▶ **Exercise instructions**
The answer should be a single number, the count of lines in this material that contain "push".

▶ **Records for this task**
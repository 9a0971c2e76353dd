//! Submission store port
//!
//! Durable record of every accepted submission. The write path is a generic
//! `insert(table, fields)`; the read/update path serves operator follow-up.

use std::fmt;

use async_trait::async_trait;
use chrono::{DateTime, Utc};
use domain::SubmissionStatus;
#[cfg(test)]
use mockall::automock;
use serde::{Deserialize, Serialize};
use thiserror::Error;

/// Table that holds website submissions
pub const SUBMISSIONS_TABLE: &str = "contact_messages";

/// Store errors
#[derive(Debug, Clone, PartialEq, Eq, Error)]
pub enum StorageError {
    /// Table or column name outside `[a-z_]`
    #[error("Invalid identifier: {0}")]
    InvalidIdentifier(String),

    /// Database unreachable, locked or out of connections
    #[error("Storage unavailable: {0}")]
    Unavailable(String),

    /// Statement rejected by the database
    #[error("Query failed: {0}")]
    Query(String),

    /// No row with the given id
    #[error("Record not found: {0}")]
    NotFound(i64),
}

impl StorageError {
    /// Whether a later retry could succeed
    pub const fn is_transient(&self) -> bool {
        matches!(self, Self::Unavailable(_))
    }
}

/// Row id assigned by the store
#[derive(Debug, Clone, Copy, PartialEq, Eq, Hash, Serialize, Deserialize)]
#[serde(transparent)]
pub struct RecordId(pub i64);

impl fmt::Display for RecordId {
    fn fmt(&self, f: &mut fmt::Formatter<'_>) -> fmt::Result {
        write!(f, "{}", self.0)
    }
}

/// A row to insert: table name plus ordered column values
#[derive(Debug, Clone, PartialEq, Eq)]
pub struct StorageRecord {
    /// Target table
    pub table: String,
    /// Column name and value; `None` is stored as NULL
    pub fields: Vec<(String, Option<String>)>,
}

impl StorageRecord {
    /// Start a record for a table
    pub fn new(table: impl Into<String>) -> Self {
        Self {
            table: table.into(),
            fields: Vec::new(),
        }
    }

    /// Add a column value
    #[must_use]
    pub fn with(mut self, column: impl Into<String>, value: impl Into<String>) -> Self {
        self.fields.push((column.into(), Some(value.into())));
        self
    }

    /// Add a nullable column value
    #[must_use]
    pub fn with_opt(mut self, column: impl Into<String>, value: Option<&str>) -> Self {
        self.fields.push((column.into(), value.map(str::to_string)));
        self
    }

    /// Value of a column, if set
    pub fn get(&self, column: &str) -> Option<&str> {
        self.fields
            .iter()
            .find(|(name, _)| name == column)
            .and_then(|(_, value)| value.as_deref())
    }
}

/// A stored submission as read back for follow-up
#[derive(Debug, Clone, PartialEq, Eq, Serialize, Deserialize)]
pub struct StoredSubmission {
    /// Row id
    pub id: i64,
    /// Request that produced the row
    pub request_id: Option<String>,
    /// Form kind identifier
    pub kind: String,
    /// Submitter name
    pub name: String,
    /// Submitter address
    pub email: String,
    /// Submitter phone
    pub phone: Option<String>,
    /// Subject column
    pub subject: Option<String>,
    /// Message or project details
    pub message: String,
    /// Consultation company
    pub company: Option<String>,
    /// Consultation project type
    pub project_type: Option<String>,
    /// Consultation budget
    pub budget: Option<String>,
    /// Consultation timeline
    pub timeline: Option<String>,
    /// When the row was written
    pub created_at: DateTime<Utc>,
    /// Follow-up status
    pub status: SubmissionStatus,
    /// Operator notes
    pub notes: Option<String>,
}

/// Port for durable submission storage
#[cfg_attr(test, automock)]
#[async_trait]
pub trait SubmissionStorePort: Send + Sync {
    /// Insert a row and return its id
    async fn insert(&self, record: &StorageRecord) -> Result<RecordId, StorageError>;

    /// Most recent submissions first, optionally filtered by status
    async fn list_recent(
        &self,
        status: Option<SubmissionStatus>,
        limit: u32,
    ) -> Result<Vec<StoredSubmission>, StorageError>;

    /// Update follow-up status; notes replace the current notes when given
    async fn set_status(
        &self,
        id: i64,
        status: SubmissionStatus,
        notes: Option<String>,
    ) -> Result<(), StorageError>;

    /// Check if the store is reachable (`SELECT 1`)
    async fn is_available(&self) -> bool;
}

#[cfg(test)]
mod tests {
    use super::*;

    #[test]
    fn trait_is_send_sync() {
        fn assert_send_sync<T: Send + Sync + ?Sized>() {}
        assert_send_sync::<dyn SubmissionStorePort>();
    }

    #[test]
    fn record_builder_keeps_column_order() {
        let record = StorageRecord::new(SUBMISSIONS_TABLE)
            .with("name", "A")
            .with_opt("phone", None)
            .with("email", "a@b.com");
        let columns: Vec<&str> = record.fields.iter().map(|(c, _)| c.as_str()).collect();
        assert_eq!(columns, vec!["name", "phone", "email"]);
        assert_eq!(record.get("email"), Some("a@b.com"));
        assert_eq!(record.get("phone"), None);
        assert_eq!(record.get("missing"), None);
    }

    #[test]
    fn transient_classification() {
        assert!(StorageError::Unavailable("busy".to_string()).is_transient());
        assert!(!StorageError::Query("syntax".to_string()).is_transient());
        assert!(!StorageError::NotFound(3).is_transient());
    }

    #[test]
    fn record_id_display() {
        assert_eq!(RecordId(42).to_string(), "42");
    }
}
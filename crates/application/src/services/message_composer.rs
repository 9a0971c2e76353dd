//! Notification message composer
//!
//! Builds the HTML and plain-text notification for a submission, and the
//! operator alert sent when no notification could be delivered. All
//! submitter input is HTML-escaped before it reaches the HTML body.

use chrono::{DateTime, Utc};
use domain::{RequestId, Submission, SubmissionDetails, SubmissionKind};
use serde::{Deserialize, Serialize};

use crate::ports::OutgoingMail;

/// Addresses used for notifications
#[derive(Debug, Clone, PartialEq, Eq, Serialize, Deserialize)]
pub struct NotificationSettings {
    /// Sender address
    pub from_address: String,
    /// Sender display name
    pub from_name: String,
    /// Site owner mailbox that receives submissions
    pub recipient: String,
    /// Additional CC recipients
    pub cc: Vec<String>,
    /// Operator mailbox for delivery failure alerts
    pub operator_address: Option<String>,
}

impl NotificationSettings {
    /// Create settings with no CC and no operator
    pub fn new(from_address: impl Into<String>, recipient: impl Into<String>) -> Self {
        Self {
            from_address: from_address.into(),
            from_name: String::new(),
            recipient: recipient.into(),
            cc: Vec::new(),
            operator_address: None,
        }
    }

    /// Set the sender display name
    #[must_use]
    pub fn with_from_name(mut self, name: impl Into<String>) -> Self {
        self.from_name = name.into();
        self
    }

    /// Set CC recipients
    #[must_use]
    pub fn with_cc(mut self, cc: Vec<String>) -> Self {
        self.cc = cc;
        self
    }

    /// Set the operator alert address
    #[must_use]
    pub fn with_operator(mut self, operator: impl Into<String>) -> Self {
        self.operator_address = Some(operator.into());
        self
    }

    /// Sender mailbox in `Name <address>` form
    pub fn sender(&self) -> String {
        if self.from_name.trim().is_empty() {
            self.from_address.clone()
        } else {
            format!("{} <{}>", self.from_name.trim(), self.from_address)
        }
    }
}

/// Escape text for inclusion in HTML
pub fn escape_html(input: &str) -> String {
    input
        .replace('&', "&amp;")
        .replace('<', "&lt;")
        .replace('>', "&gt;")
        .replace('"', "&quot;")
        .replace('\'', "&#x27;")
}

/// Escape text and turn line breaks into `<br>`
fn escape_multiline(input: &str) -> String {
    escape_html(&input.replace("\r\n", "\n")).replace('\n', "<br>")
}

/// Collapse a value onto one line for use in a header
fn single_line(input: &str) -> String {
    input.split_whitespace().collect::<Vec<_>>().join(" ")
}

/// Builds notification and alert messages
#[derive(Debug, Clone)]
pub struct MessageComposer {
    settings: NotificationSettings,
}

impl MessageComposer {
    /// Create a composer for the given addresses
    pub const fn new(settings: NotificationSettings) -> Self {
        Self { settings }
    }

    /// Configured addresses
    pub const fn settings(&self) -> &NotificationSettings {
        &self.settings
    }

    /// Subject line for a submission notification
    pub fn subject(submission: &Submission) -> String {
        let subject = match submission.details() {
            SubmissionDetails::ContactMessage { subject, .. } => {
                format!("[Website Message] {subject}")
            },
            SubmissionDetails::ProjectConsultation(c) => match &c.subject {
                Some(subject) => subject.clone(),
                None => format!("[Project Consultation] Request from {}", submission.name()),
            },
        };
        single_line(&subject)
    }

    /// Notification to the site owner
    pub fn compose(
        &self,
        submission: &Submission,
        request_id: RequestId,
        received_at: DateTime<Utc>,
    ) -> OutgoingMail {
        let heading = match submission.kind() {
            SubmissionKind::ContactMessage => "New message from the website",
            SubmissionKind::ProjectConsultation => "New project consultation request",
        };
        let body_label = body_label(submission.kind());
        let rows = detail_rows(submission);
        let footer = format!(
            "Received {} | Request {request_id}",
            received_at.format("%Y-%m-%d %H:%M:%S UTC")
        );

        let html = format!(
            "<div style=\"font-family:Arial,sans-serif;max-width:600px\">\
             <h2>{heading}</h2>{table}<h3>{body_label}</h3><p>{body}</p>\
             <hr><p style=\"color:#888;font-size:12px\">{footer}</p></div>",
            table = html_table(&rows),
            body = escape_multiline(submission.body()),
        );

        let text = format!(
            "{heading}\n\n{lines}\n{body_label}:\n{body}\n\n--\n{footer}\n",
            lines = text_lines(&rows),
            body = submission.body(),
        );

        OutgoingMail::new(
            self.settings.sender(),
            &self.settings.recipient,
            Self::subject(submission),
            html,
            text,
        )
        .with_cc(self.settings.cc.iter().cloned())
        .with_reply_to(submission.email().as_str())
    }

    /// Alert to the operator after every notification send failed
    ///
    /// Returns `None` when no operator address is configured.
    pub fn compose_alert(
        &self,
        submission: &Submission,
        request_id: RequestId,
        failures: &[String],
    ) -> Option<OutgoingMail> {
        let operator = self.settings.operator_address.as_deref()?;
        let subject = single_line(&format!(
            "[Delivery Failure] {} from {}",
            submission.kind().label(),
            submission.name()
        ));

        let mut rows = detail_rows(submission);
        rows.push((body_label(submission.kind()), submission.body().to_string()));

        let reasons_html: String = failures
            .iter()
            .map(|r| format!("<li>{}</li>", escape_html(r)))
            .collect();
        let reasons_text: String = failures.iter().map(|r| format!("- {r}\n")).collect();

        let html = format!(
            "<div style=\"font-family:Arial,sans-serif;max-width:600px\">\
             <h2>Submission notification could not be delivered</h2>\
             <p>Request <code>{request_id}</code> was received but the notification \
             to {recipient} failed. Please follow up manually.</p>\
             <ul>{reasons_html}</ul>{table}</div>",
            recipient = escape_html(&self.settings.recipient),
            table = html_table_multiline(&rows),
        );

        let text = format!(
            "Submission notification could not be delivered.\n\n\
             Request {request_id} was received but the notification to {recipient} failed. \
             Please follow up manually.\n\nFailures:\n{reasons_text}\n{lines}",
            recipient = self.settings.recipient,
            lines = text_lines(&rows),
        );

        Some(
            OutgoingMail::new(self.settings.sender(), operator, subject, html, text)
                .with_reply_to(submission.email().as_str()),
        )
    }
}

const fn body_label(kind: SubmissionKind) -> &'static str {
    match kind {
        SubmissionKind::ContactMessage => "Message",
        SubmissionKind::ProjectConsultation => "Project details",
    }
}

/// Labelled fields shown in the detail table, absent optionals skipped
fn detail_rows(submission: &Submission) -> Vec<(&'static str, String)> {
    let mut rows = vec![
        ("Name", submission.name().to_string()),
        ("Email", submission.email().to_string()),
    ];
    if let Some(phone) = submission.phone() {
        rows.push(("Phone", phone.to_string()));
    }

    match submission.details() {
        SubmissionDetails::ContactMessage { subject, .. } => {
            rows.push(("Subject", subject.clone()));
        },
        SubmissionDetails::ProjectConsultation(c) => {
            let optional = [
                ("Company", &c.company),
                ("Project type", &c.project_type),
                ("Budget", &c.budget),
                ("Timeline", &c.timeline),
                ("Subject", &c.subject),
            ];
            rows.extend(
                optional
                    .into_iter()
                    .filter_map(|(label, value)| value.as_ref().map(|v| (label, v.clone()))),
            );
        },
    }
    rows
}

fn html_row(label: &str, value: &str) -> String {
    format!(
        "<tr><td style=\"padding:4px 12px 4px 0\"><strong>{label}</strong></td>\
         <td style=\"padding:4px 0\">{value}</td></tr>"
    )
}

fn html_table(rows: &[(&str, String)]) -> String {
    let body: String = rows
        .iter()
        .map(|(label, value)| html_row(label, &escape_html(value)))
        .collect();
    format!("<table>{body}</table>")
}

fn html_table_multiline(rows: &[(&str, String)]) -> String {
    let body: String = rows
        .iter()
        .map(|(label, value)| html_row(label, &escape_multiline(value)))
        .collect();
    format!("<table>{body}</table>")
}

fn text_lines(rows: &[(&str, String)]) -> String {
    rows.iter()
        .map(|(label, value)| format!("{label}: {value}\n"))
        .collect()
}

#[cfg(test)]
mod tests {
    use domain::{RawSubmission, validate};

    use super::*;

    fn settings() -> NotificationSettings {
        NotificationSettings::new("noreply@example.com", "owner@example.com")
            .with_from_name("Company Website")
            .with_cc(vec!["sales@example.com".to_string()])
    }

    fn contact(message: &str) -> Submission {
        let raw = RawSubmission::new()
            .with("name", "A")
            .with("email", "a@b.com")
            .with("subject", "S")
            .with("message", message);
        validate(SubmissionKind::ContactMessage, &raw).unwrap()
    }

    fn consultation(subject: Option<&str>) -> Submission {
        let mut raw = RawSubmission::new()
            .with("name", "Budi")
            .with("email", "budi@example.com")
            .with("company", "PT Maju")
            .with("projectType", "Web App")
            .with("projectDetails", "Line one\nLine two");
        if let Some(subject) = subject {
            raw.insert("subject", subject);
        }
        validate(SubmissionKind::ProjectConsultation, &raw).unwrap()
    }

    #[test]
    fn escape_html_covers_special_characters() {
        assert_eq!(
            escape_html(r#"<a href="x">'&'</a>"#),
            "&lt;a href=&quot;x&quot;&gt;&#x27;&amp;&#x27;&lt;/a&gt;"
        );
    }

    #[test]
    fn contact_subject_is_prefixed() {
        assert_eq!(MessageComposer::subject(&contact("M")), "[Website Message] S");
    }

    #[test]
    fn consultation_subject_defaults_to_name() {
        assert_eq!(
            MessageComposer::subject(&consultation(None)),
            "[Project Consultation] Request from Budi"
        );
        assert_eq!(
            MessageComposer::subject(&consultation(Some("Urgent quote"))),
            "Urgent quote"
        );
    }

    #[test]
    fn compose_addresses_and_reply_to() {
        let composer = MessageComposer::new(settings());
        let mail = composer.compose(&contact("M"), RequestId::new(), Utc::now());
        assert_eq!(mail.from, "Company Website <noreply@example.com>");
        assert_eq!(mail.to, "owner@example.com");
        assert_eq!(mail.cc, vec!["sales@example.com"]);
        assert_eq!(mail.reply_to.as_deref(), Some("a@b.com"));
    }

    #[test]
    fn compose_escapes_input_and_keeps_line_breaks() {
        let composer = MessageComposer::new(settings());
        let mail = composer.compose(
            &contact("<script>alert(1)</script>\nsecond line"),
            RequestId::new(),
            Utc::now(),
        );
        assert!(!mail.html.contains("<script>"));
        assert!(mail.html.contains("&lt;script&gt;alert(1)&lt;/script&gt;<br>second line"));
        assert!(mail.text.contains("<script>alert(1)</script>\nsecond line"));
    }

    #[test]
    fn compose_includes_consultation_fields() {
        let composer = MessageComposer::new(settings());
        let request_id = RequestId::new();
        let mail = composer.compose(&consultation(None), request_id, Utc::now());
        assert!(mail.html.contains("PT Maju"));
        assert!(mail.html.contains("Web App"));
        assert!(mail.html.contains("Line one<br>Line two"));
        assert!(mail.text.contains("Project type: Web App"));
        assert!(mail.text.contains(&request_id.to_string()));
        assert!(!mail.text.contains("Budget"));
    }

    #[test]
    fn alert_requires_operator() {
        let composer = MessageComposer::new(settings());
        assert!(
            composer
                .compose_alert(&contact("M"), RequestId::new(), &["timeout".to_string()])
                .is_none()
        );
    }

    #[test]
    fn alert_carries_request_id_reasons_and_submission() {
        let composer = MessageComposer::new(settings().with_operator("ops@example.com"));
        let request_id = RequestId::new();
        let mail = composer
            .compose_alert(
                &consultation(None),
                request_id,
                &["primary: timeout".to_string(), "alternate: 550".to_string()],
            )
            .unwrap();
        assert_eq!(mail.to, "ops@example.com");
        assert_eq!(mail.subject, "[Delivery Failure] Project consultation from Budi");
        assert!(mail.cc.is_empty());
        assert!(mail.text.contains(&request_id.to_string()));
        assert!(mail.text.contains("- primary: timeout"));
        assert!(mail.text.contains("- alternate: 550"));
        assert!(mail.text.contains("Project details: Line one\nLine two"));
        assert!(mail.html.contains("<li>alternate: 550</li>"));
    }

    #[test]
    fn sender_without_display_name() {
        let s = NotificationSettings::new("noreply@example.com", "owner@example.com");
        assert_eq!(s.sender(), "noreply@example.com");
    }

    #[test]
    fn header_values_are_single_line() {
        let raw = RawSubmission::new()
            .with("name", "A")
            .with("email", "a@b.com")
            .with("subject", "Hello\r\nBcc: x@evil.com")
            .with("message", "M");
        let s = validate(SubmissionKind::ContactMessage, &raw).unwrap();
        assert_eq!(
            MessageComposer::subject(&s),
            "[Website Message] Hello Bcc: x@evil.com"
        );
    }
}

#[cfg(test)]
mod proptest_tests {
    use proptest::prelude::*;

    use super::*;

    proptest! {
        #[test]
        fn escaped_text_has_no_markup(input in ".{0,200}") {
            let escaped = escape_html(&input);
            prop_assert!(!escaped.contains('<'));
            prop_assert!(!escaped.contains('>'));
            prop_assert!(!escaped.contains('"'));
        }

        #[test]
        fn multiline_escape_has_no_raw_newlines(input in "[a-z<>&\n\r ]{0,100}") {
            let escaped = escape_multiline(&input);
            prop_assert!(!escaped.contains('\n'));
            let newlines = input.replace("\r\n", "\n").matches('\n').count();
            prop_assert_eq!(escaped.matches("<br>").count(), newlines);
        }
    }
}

▶ **Solution below**
5